When Mehta found himself unable to visit his family in the state of Gujarat, India this year due to the COVID-19 pandemic, he decided to ask photographers who lived there to submit pictures of the places he missed so much to Gallery 5’s exhibit.
“Instead of only being bummed about it, I opted to reach out to folks I know in India,” Mehta said, “and I was able to bring their art to Richmond for this art show.”
The exhibit includes photographs of Indian street scenes, people, and landscapes.
“It’s hard to take a bad photo in India,” Mehta said. “It’s just such a beautiful place. The vibrant layout of the land, the animals, the colors of the clothing, the food, the hustle-bustle of non-stop traffic. You see things that are literally thousands of years old, right next to a brand new Starbucks.”

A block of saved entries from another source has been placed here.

//! WASM error types.

use js_sys::Array;
use thiserror::Error;
use wasm_bindgen::prelude::*;

/// Error type for WASM operations. Rejected promises carry one of these.
#[wasm_bindgen]
#[derive(Debug, Clone, Error)]
#[error("[{code:?}] {message}")]
pub struct WasmError {
    message: String,
    code: ErrorCode,
    exit_code: Option<i32>,
    stderr: Vec<String>,
}

/// Error codes for categorizing errors.
#[wasm_bindgen]
#[derive(Debug, Clone, Copy, PartialEq, Eq)]
pub enum ErrorCode {
    /// Unknown error.
    Unknown = 0,
    /// The engine failed to load.
    Initialization = 1,
    /// The engine is not loaded.
    NotInitialized = 2,
    /// The engine ran and reported failure.
    EngineExecution = 3,
    /// The engine build lacks a required entry point or allocator.
    EnvironmentDefect = 4,
    /// A filesystem operation failed.
    Filesystem = 5,
    /// Invalid configuration or options.
    InvalidConfig = 6,
    /// Another call is still running on this instance.
    Busy = 7,
    /// Browser feature not available.
    BrowserNotSupported = 8,
}

#[wasm_bindgen]
impl WasmError {
    /// Create a new error with message and code.
    #[wasm_bindgen(constructor)]
    pub fn new(message: &str, code: ErrorCode) -> Self {
        Self {
            message: message.to_string(),
            code,
            exit_code: None,
            stderr: Vec::new(),
        }
    }

    /// Get the error message.
    #[wasm_bindgen(getter)]
    pub fn message(&self) -> String {
        self.message.clone()
    }

    /// Get the error code.
    #[wasm_bindgen(getter)]
    pub fn code(&self) -> ErrorCode {
        self.code
    }

    /// Engine exit code, for engine failures.
    #[wasm_bindgen(getter, js_name = exitCode)]
    pub fn exit_code(&self) -> Option<i32> {
        self.exit_code
    }

    /// Engine stderr lines, for engine failures.
    #[wasm_bindgen(getter)]
    pub fn stderr(&self) -> Array {
        self.stderr.iter().map(|line| JsValue::from_str(line)).collect()
    }

    /// Create a busy error.
    pub(crate) fn busy() -> Self {
        Self::new(
            "Another operation is still running on this instance",
            ErrorCode::Busy,
        )
    }

    /// Create an invalid config error.
    pub(crate) fn invalid_config(msg: &str) -> Self {
        Self::new(msg, ErrorCode::InvalidConfig)
    }

    /// Create a browser not supported error.
    pub(crate) fn browser_not_supported(msg: &str) -> Self {
        Self::new(msg, ErrorCode::BrowserNotSupported)
    }
}

impl From<ffmpeg_browser::Error> for WasmError {
    fn from(err: ffmpeg_browser::Error) -> Self {
        use ffmpeg_browser::Error;

        let code = match &err {
            Error::Initialization(_) => ErrorCode::Initialization,
            Error::NotInitialized => ErrorCode::NotInitialized,
            Error::EngineExecution { .. } => ErrorCode::EngineExecution,
            Error::EnvironmentDefect(_) => ErrorCode::EnvironmentDefect,
            Error::Filesystem(_) => ErrorCode::Filesystem,
            Error::Config(_) => ErrorCode::InvalidConfig,
        };
        let mut wasm = Self::new(&err.to_string(), code);
        if let Error::EngineExecution { exit_code, stderr } = err {
            wasm.exit_code = Some(exit_code);
            wasm.stderr = stderr;
        }
        wasm
    }
}

impl From<serde_wasm_bindgen::Error> for WasmError {
    fn from(err: serde_wasm_bindgen::Error) -> Self {
        Self::invalid_config(&err.to_string())
    }
}

/// Result type for WASM operations.
pub type WasmResult<T> = Result<T, WasmError>;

The 2019 Mother India exhibit was in person and was mainly focused on the Indian community in Richmond. The 2020 exhibit includes Indian artists living both in India and in Richmond. It will run for the rest of October until it is taken down on Nov. 1.
A few of Mehta’s own photos are on display in the exhibit, but he says that the focus of the exhibit this year will be mainly on artists living in India.
Ankar Zalawadia, an Indian watercolor artist who illustrates Gujarat street scenes, will have his paintings on display in the exhibit.
The exhibit also includes photos of ceramics by Richmond artist Ruchi Gupta. Last year Gupta’s ceramic plates were hung up on walls, allowing people walking through the gallery to observe them up close, but this year that’s not possible.
The exhibit being visible from the outside, however, does have its benefits.
“It’s nice that it’s up on display for people who maybe weren’t expecting to see it,” Mehta said. “It’s adding a little bit of color, it’s adding a little bit of culture, to what’s been a very slow and quiet neighborhood for the past six months.”
Mehta says that he hopes the exhibit will help people who have family in India to get a taste of the culture they’re missing out on due to travel restrictions.
“There are a lot of Indian people in Richmond who are missing ties to that culture because they can’t travel,” Mehta said, “so that was an opportunity to bring some of that culture safely for them to check out as they stroll past the Gallery 5 windows.”
The Gallery 5K, sponsored by Gallery 5, is also happening this weekend. Indian architect Amrit Singh curated the route around Richmond, which shows participants interesting points of Richmond architecture. The route can either be run or walked, and is sidewalk-accessible for those in wheelchairs, according to Mehta.
In lieu of the snacks offered at the gallery last year, an Indian cooking demonstration will be featured on Gallery 5’s Patreon. Viewers will learn to make Bhaji Pav, an Indian vegan fast-food dish of vegetable curry with a bread roll. The demonstration will be given by Mehta’s mother– or, as he calls her, ‘the ultimate Mother India.’